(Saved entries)
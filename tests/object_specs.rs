use dinodb::DinoError;
use dinodb::objectspec::{Clause, ClauseValue, ObjectSpec, SpecKind, parse};

#[test]
fn element_name_with_expected_kind() {
    let spec = parse("Device:ab12cd", &[SpecKind::ElementName]).expect("element name");
    assert_eq!(
        spec,
        ObjectSpec::ElementName {
            entity: "Device".into(),
            instance_name: "ab12cd".into()
        }
    );
    assert_eq!(spec.entity(), "Device", "entity type of the element");
}

#[test]
fn every_kind_parses() {
    let cases = [
        ("Device", SpecKind::EntityName),
        ("Device/", SpecKind::EntityName),
        ("Device:ab12cd", SpecKind::ElementName),
        ("Host:web1.pod1.sjc1", SpecKind::ElementName),
        ("Device:{12}", SpecKind::ElementId),
        ("Device:<3>", SpecKind::ElementFormId),
        ("Device[hw_class=server]", SpecKind::ElementQuery),
        ("Device:ab12cd/notes", SpecKind::AttributeName),
        ("Device:{12}/rack", SpecKind::AttributeName),
        ("Device[hw_class=server]/notes", SpecKind::AttributeName),
        ("Rack:r1.sjc1/devices/", SpecKind::AttributeName),
    ];
    for (text, kind) in cases {
        let spec: ObjectSpec = text.parse().unwrap_or_else(|e| panic!("{text}: {e}"));
        assert_eq!(spec.kind(), kind, "kind of {text}");
    }
}

#[test]
fn trailing_slash_means_instances() {
    match parse("Device/", SpecKind::ALL).expect("entity") {
        ObjectSpec::EntityName { instances, .. } => assert!(instances),
        other => panic!("unexpected {other:?}"),
    }
    assert_eq!(
        parse("Device:ab12cd/", SpecKind::ALL).expect("element with slash"),
        parse("Device:ab12cd", SpecKind::ALL).expect("element"),
        "a trailing slash on an element is the element itself"
    );
    match parse("Rack:r1.sjc1/devices/", SpecKind::ALL).expect("attribute") {
        ObjectSpec::AttributeName {
            element,
            property,
            instances,
        } => {
            assert_eq!(property, "devices");
            assert!(instances, "related elements rather than the handle");
            assert_eq!(element.kind(), SpecKind::ElementName);
        }
        other => panic!("unexpected {other:?}"),
    }
}

#[test]
fn quoting_is_stripped() {
    let spec = parse("'Device:ab12cd'", SpecKind::ALL).expect("wrapped spec");
    assert_eq!(spec.to_string(), "Device:ab12cd");
    let spec = parse("Site:'san jose'", SpecKind::ALL).expect("quoted instance");
    match &spec {
        ObjectSpec::ElementName { instance_name, .. } => assert_eq!(instance_name, "san jose"),
        other => panic!("unexpected {other:?}"),
    }
    assert_eq!(spec.to_string(), "Site:'san jose'", "display quotes it again");
}

#[test]
fn query_clauses() {
    let spec = parse("Device[Rack; Rack.name=r1; serialno=None; hid='None'; notes='a;b']", SpecKind::ALL)
        .expect("query");
    let ObjectSpec::ElementQuery { entity, clauses } = spec else {
        panic!("not a query");
    };
    assert_eq!(entity, "Device");
    assert_eq!(
        clauses,
        vec![
            Clause::Join("Rack".into()),
            Clause::Equals {
                join: Some("Rack".into()),
                property: "name".into(),
                value: ClauseValue::Text("r1".into())
            },
            Clause::Equals {
                join: None,
                property: "serialno".into(),
                value: ClauseValue::Null
            },
            Clause::Equals {
                join: None,
                property: "hid".into(),
                value: ClauseValue::Text("None".into())
            },
            Clause::Equals {
                join: None,
                property: "notes".into(),
                value: ClauseValue::Text("a;b".into())
            },
        ]
    );
}

#[test]
fn display_reparses_to_the_same_spec() {
    for text in [
        "Device[hw_class=server;rack.name='None']",
        "Device:{7}/notes",
        "Host:<2>",
        "Site:'two words'",
        "Element/",
    ] {
        let spec = parse(text, SpecKind::ALL).expect(text);
        let again = parse(&spec.to_string(), SpecKind::ALL).expect("display output parses");
        assert_eq!(spec, again, "display of {text}");
    }
}

#[test]
fn kind_mismatch() {
    let err = parse("Device", SpecKind::ELEMENTS).unwrap_err();
    assert!(
        matches!(err, DinoError::SpecificationKindMismatch { ref found, .. } if found == "EntityName"),
        "got {err}"
    );
    let err = parse("Device:ab12cd/notes", &[SpecKind::ElementName]).unwrap_err();
    assert!(matches!(err, DinoError::SpecificationKindMismatch { .. }), "got {err}");
}

#[test]
fn syntax_errors() {
    for text in ["", "Device:", "Device[", "Dev ice", "Device:{abc}", "9Device", "Device:ab12cd//", "Device/notes"] {
        let err = parse(text, SpecKind::ALL).unwrap_err();
        assert!(
            matches!(err, DinoError::SpecificationSyntax { .. }),
            "'{text}' should be a syntax error, got {err}"
        );
    }
}

#[test]
fn malformed_clauses() {
    for text in ["Device[hw_class=]", "Device[]", "Device[a b=1]", "Device[x.y.z=1]", "Device[hw_class=it's]"] {
        let err = parse(text, SpecKind::ALL).unwrap_err();
        assert!(
            matches!(err, DinoError::QueryClause { .. }),
            "'{text}' should be a clause error, got {err}"
        );
    }
}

• [TASK DETAILS]
What is needed is a full, exact copy of the records.

• [ANSWER FOR THE TASK]
filename tests/object_specs.rs
use dinodb::DinoError;
use dinodb::objectspec::{Clause, ClauseValue, ObjectSpec, SpecKind, parse};

#[test]
fn element_name_with_expected_kind() {
    let spec = parse("Device:ab12cd", &[SpecKind::ElementName]).expect("element name");
    assert_eq!(
        spec,
        ObjectSpec::ElementName {
            entity: "Device".into(),
            instance_name: "ab12cd".into()
        }
    );
    assert_eq!(spec.entity(), "Device", "entity type of the element");
}

#[test]
fn every_kind_parses() {
    let cases = [
        ("Device", SpecKind::EntityName),
        ("Device/", SpecKind::EntityName),
        ("Device:ab12cd", SpecKind::ElementName),
        ("Host:web1.pod1.sjc1", SpecKind::ElementName),
        ("Device:{12}", SpecKind::ElementId),
        ("Device:<3>", SpecKind::ElementFormId),
        ("Device[hw_class=server]", SpecKind::ElementQuery),
        ("Device:ab12cd/notes", SpecKind::AttributeName),
        ("Device:{12}/rack", SpecKind::AttributeName),
        ("Device[hw_class=server]/notes", SpecKind::AttributeName),
        ("Rack:r1.sjc1/devices/", SpecKind::AttributeName),
    ];
    for (text, kind) in cases {
        let spec: ObjectSpec = text.parse().unwrap_or_else(|e| panic!("{text}: {e}"));
        assert_eq!(spec.kind(), kind, "kind of {text}");
    }
}

#[test]
fn trailing_slash_means_instances() {
    match parse("Device/", SpecKind::ALL).expect("entity") {
        ObjectSpec::EntityName { instances, .. } => assert!(instances),
        other => panic!("unexpected {other:?}"),
    }
    assert_eq!(
        parse("Device:ab12cd/", SpecKind::ALL).expect("element with slash"),
        parse("Device:ab12cd", SpecKind::ALL).expect("element"),
        "a trailing slash on an element is the element itself"
    );
    match parse("Rack:r1.sjc1/devices/", SpecKind::ALL).expect("attribute") {
        ObjectSpec::AttributeName {
            element,
            property,
            instances,
        } => {
            assert_eq!(property, "devices");
            assert!(instances, "related elements rather than the handle");
            assert_eq!(element.kind(), SpecKind::ElementName);
        }
        other => panic!("unexpected {other:?}"),
    }
}

#[test]
fn quoting_is_stripped() {
    let spec = parse("'Device:ab12cd'", SpecKind::ALL).expect("wrapped spec");
    assert_eq!(spec.to_string(), "Device:ab12cd");
    let spec = parse("Site:'san jose'", SpecKind::ALL).expect("quoted instance");
    match &spec {
        ObjectSpec::ElementName { instance_name, .. } => assert_eq!(instance_name, "san jose"),
        other => panic!("unexpected {other:?}"),
    }
    assert_eq!(spec.to_string(), "Site:'san jose'", "display quotes it again");
}

#[test]
fn query_clauses() {
    let spec = parse("Device[Rack; Rack.name=r1; serialno=None; hid='None'; notes='a;b']", SpecKind::ALL)
        .expect("query");
    let ObjectSpec::ElementQuery { entity, clauses } = spec else {
        panic!("not a query");
    };
    assert_eq!(entity, "Device");
    assert_eq!(
        clauses,
        vec![
            Clause::Join("Rack".into()),
            Clause::Equals {
                join: Some("Rack".into()),
                property: "name".into(),
                value: ClauseValue::Text("r1".into())
            },
            Clause::Equals {
                join: None,
                property: "serialno".into(),
                value: ClauseValue::Null
            },
            Clause::Equals {
                join: None,
                property: "hid".into(),
                value: ClauseValue::Text("None".into())
            },
            Clause::Equals {
                join: None,
                property: "notes".into(),
                value: ClauseValue::Text("a;b".into())
            },
        ]
    );
}

#[test]
fn display_reparses_to_the_same_spec() {
    for text in [
        "Device[hw_class=server;rack.name='None']",
        "Device:{7}/notes",
        "Host:<2>",
        "Site:'two words'",
        "Element/",
    ] {
        let spec = parse(text, SpecKind::ALL).expect(text);
        let again = parse(&spec.to_string(), SpecKind::ALL).expect("display output parses");
        assert_eq!(spec, again, "display of {text}");
    }
}

#[test]
fn kind_mismatch() {
    let err = parse("Device", SpecKind::ELEMENTS).unwrap_err();
    assert!(
        matches!(err, DinoError::SpecificationKindMismatch { ref found, .. } if found == "EntityName"),
        "got {err}"
    );
    let err = parse("Device:ab12cd/notes", &[SpecKind::ElementName]).unwrap_err();
    assert!(matches!(err, DinoError::SpecificationKindMismatch { .. }), "got {err}");
}

#[test]
fn syntax_errors() {
    for text in ["", "Device:", "Device[", "Dev ice", "Device:{abc}", "9Device", "Device:ab12cd//", "Device/notes"] {
        let err = parse(text, SpecKind::ALL).unwrap_err();
        assert!(
            matches!(err, DinoError::SpecificationSyntax { .. }),
            "'{text}' should be a syntax error, got {err}"
        );
    }
}

#[test]
fn malformed_clauses() {
    for text in ["Device[hw_class=]", "Device[]", "Device[a b=1]", "Device[x.y.z=1]", "Device[hw_class=it's]"] {
        let err = parse(text, SpecKind::ALL).unwrap_err();
        assert!(
            matches!(err, DinoError::QueryClause { .. }),
            "'{text}' should be a clause error, got {err}"
        );
    }
}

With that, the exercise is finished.